* _WORK ORDER_: Exact repetition is the task: copy every entry below.

(Stored items)
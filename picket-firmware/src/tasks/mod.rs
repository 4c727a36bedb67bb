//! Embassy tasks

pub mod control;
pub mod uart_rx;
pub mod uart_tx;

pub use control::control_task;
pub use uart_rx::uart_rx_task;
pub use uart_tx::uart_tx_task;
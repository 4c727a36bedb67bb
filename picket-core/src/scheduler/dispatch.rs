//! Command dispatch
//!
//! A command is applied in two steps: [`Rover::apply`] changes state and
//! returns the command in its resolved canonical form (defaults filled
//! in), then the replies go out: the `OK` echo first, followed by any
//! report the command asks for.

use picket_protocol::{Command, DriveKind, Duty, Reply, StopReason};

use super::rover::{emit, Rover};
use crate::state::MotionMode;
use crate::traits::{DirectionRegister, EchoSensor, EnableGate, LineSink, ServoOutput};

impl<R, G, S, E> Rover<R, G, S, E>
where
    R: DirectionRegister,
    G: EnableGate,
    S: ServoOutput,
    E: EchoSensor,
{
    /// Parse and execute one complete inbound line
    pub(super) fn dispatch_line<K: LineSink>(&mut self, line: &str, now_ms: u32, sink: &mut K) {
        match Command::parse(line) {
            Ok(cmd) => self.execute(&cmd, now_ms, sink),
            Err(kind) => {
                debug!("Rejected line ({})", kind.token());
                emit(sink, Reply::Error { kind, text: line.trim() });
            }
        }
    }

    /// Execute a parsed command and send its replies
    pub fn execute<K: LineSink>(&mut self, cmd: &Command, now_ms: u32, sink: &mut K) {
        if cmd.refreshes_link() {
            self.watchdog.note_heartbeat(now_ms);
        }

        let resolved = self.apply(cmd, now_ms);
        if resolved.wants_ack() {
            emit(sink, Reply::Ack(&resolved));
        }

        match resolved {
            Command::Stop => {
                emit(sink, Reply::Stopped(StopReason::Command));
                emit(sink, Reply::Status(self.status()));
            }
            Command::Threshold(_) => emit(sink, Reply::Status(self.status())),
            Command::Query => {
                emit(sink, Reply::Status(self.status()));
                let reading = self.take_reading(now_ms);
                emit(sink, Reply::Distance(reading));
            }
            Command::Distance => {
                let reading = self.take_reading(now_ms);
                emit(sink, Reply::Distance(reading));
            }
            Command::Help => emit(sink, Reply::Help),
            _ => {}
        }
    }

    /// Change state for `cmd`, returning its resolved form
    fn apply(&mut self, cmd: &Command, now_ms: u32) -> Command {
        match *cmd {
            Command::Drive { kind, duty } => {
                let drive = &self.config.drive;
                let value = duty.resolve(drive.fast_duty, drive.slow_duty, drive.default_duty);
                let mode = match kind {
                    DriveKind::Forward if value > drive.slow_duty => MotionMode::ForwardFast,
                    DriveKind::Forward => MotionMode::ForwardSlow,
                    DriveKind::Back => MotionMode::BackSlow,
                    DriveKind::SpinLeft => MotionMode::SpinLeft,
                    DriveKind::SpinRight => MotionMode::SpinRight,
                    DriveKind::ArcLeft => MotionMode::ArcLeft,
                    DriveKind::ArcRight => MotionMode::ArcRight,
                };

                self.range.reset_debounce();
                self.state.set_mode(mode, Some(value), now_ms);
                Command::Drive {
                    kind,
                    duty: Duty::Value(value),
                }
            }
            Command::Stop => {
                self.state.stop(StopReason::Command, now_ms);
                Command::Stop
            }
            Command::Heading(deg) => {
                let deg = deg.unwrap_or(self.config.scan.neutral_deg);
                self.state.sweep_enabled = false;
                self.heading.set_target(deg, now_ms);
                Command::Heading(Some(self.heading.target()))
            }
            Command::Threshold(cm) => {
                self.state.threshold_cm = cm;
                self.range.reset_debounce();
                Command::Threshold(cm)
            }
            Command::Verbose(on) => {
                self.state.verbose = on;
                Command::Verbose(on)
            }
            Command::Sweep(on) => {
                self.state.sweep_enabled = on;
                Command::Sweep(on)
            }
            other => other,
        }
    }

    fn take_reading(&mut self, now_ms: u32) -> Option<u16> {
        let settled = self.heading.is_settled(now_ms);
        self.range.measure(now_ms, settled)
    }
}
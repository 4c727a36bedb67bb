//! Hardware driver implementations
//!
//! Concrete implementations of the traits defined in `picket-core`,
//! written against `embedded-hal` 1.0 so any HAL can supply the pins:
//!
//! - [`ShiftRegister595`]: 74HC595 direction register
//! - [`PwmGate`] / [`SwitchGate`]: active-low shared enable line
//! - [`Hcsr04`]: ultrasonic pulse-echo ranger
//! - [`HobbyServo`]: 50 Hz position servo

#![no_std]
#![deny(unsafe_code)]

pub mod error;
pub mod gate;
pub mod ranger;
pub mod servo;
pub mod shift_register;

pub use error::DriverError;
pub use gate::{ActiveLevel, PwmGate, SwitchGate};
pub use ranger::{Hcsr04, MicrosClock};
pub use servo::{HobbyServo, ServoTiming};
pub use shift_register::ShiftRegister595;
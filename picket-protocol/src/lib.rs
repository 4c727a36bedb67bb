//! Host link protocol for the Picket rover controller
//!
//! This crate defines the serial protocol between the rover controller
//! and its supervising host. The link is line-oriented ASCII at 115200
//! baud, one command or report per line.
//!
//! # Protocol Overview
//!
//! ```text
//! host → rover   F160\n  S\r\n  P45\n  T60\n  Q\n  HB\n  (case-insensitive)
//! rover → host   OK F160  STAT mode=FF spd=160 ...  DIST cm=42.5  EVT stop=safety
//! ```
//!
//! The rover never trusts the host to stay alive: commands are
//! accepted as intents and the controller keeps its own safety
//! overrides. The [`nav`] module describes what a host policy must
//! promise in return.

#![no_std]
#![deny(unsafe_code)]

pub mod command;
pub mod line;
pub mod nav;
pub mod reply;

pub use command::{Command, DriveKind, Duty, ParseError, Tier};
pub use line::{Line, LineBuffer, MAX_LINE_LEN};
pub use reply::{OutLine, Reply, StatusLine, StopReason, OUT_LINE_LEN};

* _ANSWER BOX_:
filename picket-firmware/src/tasks/mod.rs
repository 4c727a36bedb67bb
//! Embassy tasks

pub mod control;
pub mod uart_rx;
pub mod uart_tx;

pub use control::control_task;
pub use uart_rx::uart_rx_task;
pub use uart_tx::uart_tx_task;
repository 4c727a36bedb67bb
filename picket-core/src/scheduler/dispatch.rs
//! Command dispatch
//!
//! A command is applied in two steps: [`Rover::apply`] changes state and
//! returns the command in its resolved canonical form (defaults filled
//! in), then the replies go out: the `OK` echo first, followed by any
//! report the command asks for.

use picket_protocol::{Command, DriveKind, Duty, Reply, StopReason};

use super::rover::{emit, Rover};
use crate::state::MotionMode;
use crate::traits::{DirectionRegister, EchoSensor, EnableGate, LineSink, ServoOutput};

impl<R, G, S, E> Rover<R, G, S, E>
where
    R: DirectionRegister,
    G: EnableGate,
    S: ServoOutput,
    E: EchoSensor,
{
    /// Parse and execute one complete inbound line
    pub(super) fn dispatch_line<K: LineSink>(&mut self, line: &str, now_ms: u32, sink: &mut K) {
        match Command::parse(line) {
            Ok(cmd) => self.execute(&cmd, now_ms, sink),
            Err(kind) => {
                debug!("Rejected line ({})", kind.token());
                emit(sink, Reply::Error { kind, text: line.trim() });
            }
        }
    }

    /// Execute a parsed command and send its replies
    pub fn execute<K: LineSink>(&mut self, cmd: &Command, now_ms: u32, sink: &mut K) {
        if cmd.refreshes_link() {
            self.watchdog.note_heartbeat(now_ms);
        }

        let resolved = self.apply(cmd, now_ms);
        if resolved.wants_ack() {
            emit(sink, Reply::Ack(&resolved));
        }

        match resolved {
            Command::Stop => {
                emit(sink, Reply::Stopped(StopReason::Command));
                emit(sink, Reply::Status(self.status()));
            }
            Command::Threshold(_) => emit(sink, Reply::Status(self.status())),
            Command::Query => {
                emit(sink, Reply::Status(self.status()));
                let reading = self.take_reading(now_ms);
                emit(sink, Reply::Distance(reading));
            }
            Command::Distance => {
                let reading = self.take_reading(now_ms);
                emit(sink, Reply::Distance(reading));
            }
            Command::Help => emit(sink, Reply::Help),
            _ => {}
        }
    }

    /// Change state for `cmd`, returning its resolved form
    fn apply(&mut self, cmd: &Command, now_ms: u32) -> Command {
        match *cmd {
            Command::Drive { kind, duty } => {
                let drive = &self.config.drive;
                let value = duty.resolve(drive.fast_duty, drive.slow_duty, drive.default_duty);
                let mode = match kind {
                    DriveKind::Forward if value > drive.slow_duty => MotionMode::ForwardFast,
                    DriveKind::Forward => MotionMode::ForwardSlow,
                    DriveKind::Back => MotionMode::BackSlow,
                    DriveKind::SpinLeft => MotionMode::SpinLeft,
                    DriveKind::SpinRight => MotionMode::SpinRight,
                    DriveKind::ArcLeft => MotionMode::ArcLeft,
                    DriveKind::ArcRight => MotionMode::ArcRight,
                };

                self.range.reset_debounce();
                self.state.set_mode(mode, Some(value), now_ms);
                Command::Drive {
                    kind,
                    duty: Duty::Value(value),
                }
            }
            Command::Stop => {
                self.state.stop(StopReason::Command, now_ms);
                Command::Stop
            }
            Command::Heading(deg) => {
                let deg = deg.unwrap_or(self.config.scan.neutral_deg);
                self.state.sweep_enabled = false;
                self.heading.set_target(deg, now_ms);
                Command::Heading(Some(self.heading.target()))
            }
            Command::Threshold(cm) => {
                self.state.threshold_cm = cm;
                self.range.reset_debounce();
                Command::Threshold(cm)
            }
            Command::Verbose(on) => {
                self.state.verbose = on;
                Command::Verbose(on)
            }
            Command::Sweep(on) => {
                self.state.sweep_enabled = on;
                Command::Sweep(on)
            }
            other => other,
        }
    }

    fn take_reading(&mut self, now_ms: u32) -> Option<u16> {
        let settled = self.heading.is_settled(now_ms);
        self.range.measure(now_ms, settled)
    }
}
repository 4c727a36bedb67bb
//! Hardware driver implementations
//!
//! Concrete implementations of the traits defined in `picket-core`,
//! written against `embedded-hal` 1.0 so any HAL can supply the pins:
//!
//! - [`ShiftRegister595`]: 74HC595 direction register
//! - [`PwmGate`] / [`SwitchGate`]: active-low shared enable line
//! - [`Hcsr04`]: ultrasonic pulse-echo ranger
//! - [`HobbyServo`]: 50 Hz position servo

#![no_std]
#![deny(unsafe_code)]

pub mod error;
pub mod gate;
pub mod ranger;
pub mod servo;
pub mod shift_register;

pub use error::DriverError;
pub use gate::{ActiveLevel, PwmGate, SwitchGate};
pub use ranger::{Hcsr04, MicrosClock};
pub use servo::{HobbyServo, ServoTiming};
pub use shift_register::ShiftRegister595;
filename picket-protocol/src/lib.rs
repository 4c727a36bedb67bb
//! Host link protocol for the Picket rover controller
//!
//! This crate defines the serial protocol between the rover controller
//! and its supervising host. The link is line-oriented ASCII at 115200
//! baud, one command or report per line.
//!
//! # Protocol Overview
//!
//! ```text
//! host → rover   F160\n  S\r\n  P45\n  T60\n  Q\n  HB\n  (case-insensitive)
//! rover → host   OK F160  STAT mode=FF spd=160 ...  DIST cm=42.5  EVT stop=safety
//! ```
//!
//! The rover never trusts the host to stay alive: commands are
//! accepted as intents and the controller keeps its own safety
//! overrides. The [`nav`] module describes what a host policy must
//! promise in return.

#![no_std]
#![deny(unsafe_code)]

pub mod command;
pub mod line;
pub mod nav;
pub mod reply;

pub use command::{Command, DriveKind, Duty, ParseError, Tier};
pub use line::{Line, LineBuffer, MAX_LINE_LEN};
pub use reply::{OutLine, Reply, StatusLine, StopReason, OUT_LINE_LEN};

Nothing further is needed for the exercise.